Exercise goal
Where the string "usize" shows up in a line of the records, copy that line.

Records for this task
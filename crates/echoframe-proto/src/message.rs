//! Application-level messages.

use bytes::Bytes;

use crate::{Frame, Opcode};

/// Kind of a data message, announced by its first frame.
#[derive(Debug, Clone, Copy, PartialEq, Eq, Hash)]
pub enum MessageKind {
    /// UTF-8 text
    Text,
    /// Arbitrary bytes
    Binary,
}

impl MessageKind {
    /// Opcode of the first frame of a message of this kind.
    pub fn opcode(self) -> Opcode {
        match self {
            Self::Text => Opcode::Text,
            Self::Binary => Opcode::Binary,
        }
    }

    /// Kind announced by a message-starting opcode.
    ///
    /// Returns `None` for Continuation and control opcodes.
    pub fn from_opcode(opcode: Opcode) -> Option<Self> {
        match opcode {
            Opcode::Text => Some(Self::Text),
            Opcode::Binary => Some(Self::Binary),
            _ => None,
        }
    }
}

/// A complete data message.
///
/// Text payloads are valid UTF-8 by construction.
#[derive(Debug, Clone, PartialEq, Eq)]
pub enum Message {
    /// Text message
    Text(String),
    /// Binary message
    Binary(Bytes),
}

impl Message {
    /// Text message.
    pub fn text(text: impl Into<String>) -> Self {
        Self::Text(text.into())
    }

    /// Binary message.
    pub fn binary(data: impl Into<Bytes>) -> Self {
        Self::Binary(data.into())
    }

    /// Message kind.
    pub fn kind(&self) -> MessageKind {
        match self {
            Self::Text(_) => MessageKind::Text,
            Self::Binary(_) => MessageKind::Binary,
        }
    }

    /// Payload bytes.
    pub fn as_bytes(&self) -> &[u8] {
        match self {
            Self::Text(text) => text.as_bytes(),
            Self::Binary(data) => data,
        }
    }

    /// Payload length in bytes.
    pub fn len(&self) -> usize {
        self.as_bytes().len()
    }

    /// Check if the payload is empty.
    pub fn is_empty(&self) -> bool {
        self.len() == 0
    }

    /// Consume the message, returning its payload.
    pub fn into_payload(self) -> Bytes {
        match self {
            Self::Text(text) => Bytes::from(text),
            Self::Binary(data) => data,
        }
    }

    /// Encode as frames, fragmenting above `max_fragment` bytes (0 disables
    /// fragmentation).
    pub fn into_frames(self, max_fragment: usize) -> Vec<Frame> {
        let kind = self.kind();
        Frame::fragments(kind, self.into_payload(), max_fragment)
    }
}

impl From<String> for Message {
    fn from(text: String) -> Self {
        Self::Text(text)
    }
}

impl From<&str> for Message {
    fn from(text: &str) -> Self {
        Self::Text(text.to_owned())
    }
}

impl From<Vec<u8>> for Message {
    fn from(data: Vec<u8>) -> Self {
        Self::Binary(Bytes::from(data))
    }
}
//! Arbitrary request heads must be accepted or rejected without panicking,
//! and every rejection must be a well-formed HTTP response.

#![no_main]

use echoframe_core::{HttpResponse, ServerHandshake, handshake::find_head_end};
use libfuzzer_sys::fuzz_target;

fuzz_target!(|data: &[u8]| {
    let handshake = ServerHandshake::new().with_path("/ws");
    match handshake.negotiate(data) {
        Ok(response) => {
            let bytes = response.to_bytes();
            let parsed = HttpResponse::parse(&bytes).ok();
            assert_eq!(parsed.map(|r| r.status), Some(101));
        },
        Err(err) => {
            let bytes = err.rejection();
            let end = find_head_end(&bytes);
            assert!(end.is_some());
            let parsed = end.and_then(|end| HttpResponse::parse(&bytes[..end]).ok());
            assert_eq!(parsed.map(|r| r.status), Some(err.status()));
        },
    }
});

Exercise solution
    pub fn len(&self) -> usize {
    pub fn into_frames(self, max_fragment: usize) -> Vec<Frame> {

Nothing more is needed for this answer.